Which is just what everyone knows Trump wants to happen.
Eugene Robinson dismantles Trump’s immigration plan:
President Trump’s immigration proposal reveals what he has been after all along: an end to family-based immigration and the “lottery visa,” which would mean fewer Latino, African and Muslim newcomers. And perhaps more Norwegians, if any want to come.
Yes, Trump is trying to Make America White Again. You’re probably not surprised.
Catherine Rampell also points out how this “compromise” plan is a giveaway to Miller and others:
The White House’s immigration plan is not a “compromise.” It’s not a “generous” deal for Democrats, and it’s not full of “concessions.” It’s a sleight of hand designed to help the far right shove through sharp new limits on legal immigration, under the pretense of moderation and reasonableness.
Supposedly this immigration framework includes “concessions” to Democrats because it involves protections for “dreamers,” the young undocumented immigrants who were brought into the United States as children.
But here’s the thing: Nearly everyone, Democrat and Republican, wants to protect dreamers.
On a final note, don’t miss this important piece by Preet Bharara and Christine Todd Whitman at USA Today on the need to protect our democratic institutions:
One year into the Trump presidency, it’s clear that the norms and boundaries traditionally guiding American political behavior have deeply eroded. That matters greatly. A workable democracy can thrive only when there are basic rules, often unwritten, that curb abuse and guide policymakers. Though the two of us are from different political parties, we both believe that now is the time to ensure the president and all our public officials adhere to basic rules of the road. It’s time to turn soft norms into hard law. [...]

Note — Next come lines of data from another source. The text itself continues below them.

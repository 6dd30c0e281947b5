use std::collections::BTreeMap;

use tracing::debug;

use crate::license::corpus::Corpus;
use crate::models::{Fingerprint, LicenseType};

/// Outcome of matching one license text against the corpus.
#[derive(Debug, Clone, PartialEq)]
pub struct Classification {
    /// Accepted template; `None` when the best score is under the threshold.
    pub template: Option<String>,
    pub license_type: LicenseType,
    pub confidence: f64,
}

impl Classification {
    fn unknown(confidence: f64) -> Self {
        Classification {
            template: None,
            license_type: LicenseType::Unknown,
            confidence,
        }
    }
}

/// Scores license texts against a reference corpus.
pub struct Classifier {
    corpus: Corpus,
    threshold: f64,
}

impl Classifier {
    /// `threshold` must already be validated to lie in `[0, 1]`.
    pub fn new(corpus: Corpus, threshold: f64) -> Self {
        Classifier { corpus, threshold }
    }

    /// Identify `text`. A missing text is `Unknown` with score 0 and skips the corpus.
    ///
    /// The best-scoring template wins; ties go to the lexicographically
    /// smallest name. A score equal to the threshold is accepted.
    pub fn identify(&self, text: Option<&str>) -> Classification {
        let Some(text) = text else {
            return Classification::unknown(0.0);
        };

        let candidate = fingerprint(text);
        let mut best: Option<(&str, LicenseType, f64)> = None;
        // Templates are sorted by name, so a strict `>` keeps the smallest name on ties.
        for template in self.corpus.templates() {
            let score = similarity(&candidate, &template.fingerprint);
            if best.map_or(true, |(_, _, s)| score > s) {
                best = Some((&template.name, template.license_type, score));
            }
        }

        match best {
            Some((name, license_type, score)) if score >= self.threshold => Classification {
                template: Some(name.to_string()),
                license_type,
                confidence: score,
            },
            Some((name, _, score)) => {
                debug!(
                    closest = name,
                    score,
                    threshold = self.threshold,
                    "no template above threshold"
                );
                Classification::unknown(score)
            }
            None => Classification::unknown(0.0),
        }
    }
}

/// Lowercased alphanumeric words of `text`, ignoring copyright notice lines.
pub fn normalize(text: &str) -> Vec<String> {
    text.lines()
        .filter(|line| !is_copyright_line(line))
        .flat_map(|line| {
            line.split(|c: char| !c.is_alphanumeric())
                .filter(|w| !w.is_empty())
                .map(str::to_lowercase)
                .collect::<Vec<_>>()
        })
        .collect()
}

fn is_copyright_line(line: &str) -> bool {
    line.split(|c: char| !c.is_alphanumeric())
        .find(|w| !w.is_empty())
        .is_some_and(|w| w.eq_ignore_ascii_case("copyright"))
}

/// Word bigram multiset of `text`; unigrams when it has fewer than two words.
pub fn fingerprint(text: &str) -> Fingerprint {
    let words = normalize(text);
    let mut grams: BTreeMap<String, usize> = BTreeMap::new();
    if words.len() < 2 {
        for w in words {
            *grams.entry(w).or_insert(0) += 1;
        }
    } else {
        for pair in words.windows(2) {
            *grams.entry(format!("{} {}", pair[0], pair[1])).or_insert(0) += 1;
        }
    }
    let total = grams.values().sum();
    Fingerprint { grams, total }
}

/// Sørensen–Dice coefficient of two multisets, in `[0, 1]`.
pub fn similarity(a: &Fingerprint, b: &Fingerprint) -> f64 {
    if a.total == 0 || b.total == 0 {
        return 0.0;
    }
    let (small, large) = if a.grams.len() <= b.grams.len() { (a, b) } else { (b, a) };
    let shared: usize = small
        .grams
        .iter()
        .filter_map(|(gram, n)| large.grams.get(gram).map(|m| (*n).min(*m)))
        .sum();
    let score = (2 * shared) as f64 / (a.total + b.total) as f64;
    score.clamp(0.0, 1.0)
}

#[cfg(test)]
mod tests {
    use super::*;
    use crate::license::corpus::Corpus;

    /// 21 distinct words → 20 bigrams.
    const GPL_TEXT: &str = "alpha bravo charlie delta echo foxtrot golf hotel india juliet \
        kilo lima mike november oscar papa quebec romeo sierra tango uniform";
    /// Same words with the last one replaced: 19 of 20 bigrams shared → 0.95.
    const NEAR_GPL_TEXT: &str = "Alpha, bravo; charlie delta echo foxtrot golf hotel \
        india juliet\nkilo lima mike november oscar papa quebec romeo sierra tango victor";

    fn corpus() -> Corpus {
        Corpus::from_entries(vec![
            (
                "MIT".to_string(),
                LicenseType::Permissive,
                "permission is hereby granted free of charge to any person".to_string(),
            ),
            ("GPL-3.0".to_string(), LicenseType::Restricted, GPL_TEXT.to_string()),
        ])
        .unwrap()
    }

    #[test]
    fn test_normalize() {
        let words = normalize("Copyright (c) 2024 Someone\nThe  MIT-License,\tfoo.");
        assert_eq!(words, vec!["the", "mit", "license", "foo"]);
    }

    #[test]
    fn test_similarity_bounds() {
        let a = fingerprint(GPL_TEXT);
        assert_eq!(similarity(&a, &a), 1.0);
        assert_eq!(similarity(&a, &fingerprint("")), 0.0);
        assert_eq!(similarity(&a, &fingerprint("zulu yankee xray")), 0.0);
    }

    #[test]
    fn test_near_match_score() {
        let score = similarity(&fingerprint(NEAR_GPL_TEXT), &fingerprint(GPL_TEXT));
        assert_eq!(score, 0.95);
    }

    #[test]
    fn test_classify_above_threshold() {
        let classifier = Classifier::new(corpus(), 0.9);
        assert_eq!(
            classifier.identify(Some(NEAR_GPL_TEXT)),
            Classification {
                template: Some("GPL-3.0".to_string()),
                license_type: LicenseType::Restricted,
                confidence: 0.95,
            }
        );
    }

    #[test]
    fn test_threshold_boundary_is_inclusive() {
        let at = Classifier::new(corpus(), 0.95).identify(Some(NEAR_GPL_TEXT));
        assert_eq!(at.license_type, LicenseType::Restricted);

        let above = Classifier::new(corpus(), 0.9500001).identify(Some(NEAR_GPL_TEXT));
        assert_eq!(above.license_type, LicenseType::Unknown);
        assert_eq!(above.template, None);
        assert_eq!(above.confidence, 0.95);
    }

    #[test]
    fn test_no_text_is_unknown_zero() {
        let classification = Classifier::new(corpus(), 0.9).identify(None);
        assert_eq!(classification, Classification::unknown(0.0));
    }

    #[test]
    fn test_tie_breaks_on_smallest_name() {
        let corpus = Corpus::from_entries(vec![
            ("Zed".to_string(), LicenseType::Forbidden, GPL_TEXT.to_string()),
            ("Alpha".to_string(), LicenseType::Notice, GPL_TEXT.to_string()),
        ])
        .unwrap();
        let classification = Classifier::new(corpus, 0.9).identify(Some(GPL_TEXT));
        assert_eq!(classification.template.as_deref(), Some("Alpha"));
        assert_eq!(classification.license_type, LicenseType::Notice);
    }
}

[W]e’re launching an independent democracy task force at the Brennan Center for Justice at New York University's School of Law to holistically review these informal rules, which ones should remain guidelines, and perhaps which ones should be enshrined into law. We’ll examine norms surrounding financial conflicts, political interference with law enforcement, the use of government data and science, the appointment of public officials and any other issues that may arise in the coming months. We will be joined by experts and former officials from both parties. The goal is to issue a set of recommendations, policies that can be enacted that mend the gaps in our system and ensure we have a government that functions ably, competently and with the trust of the American people.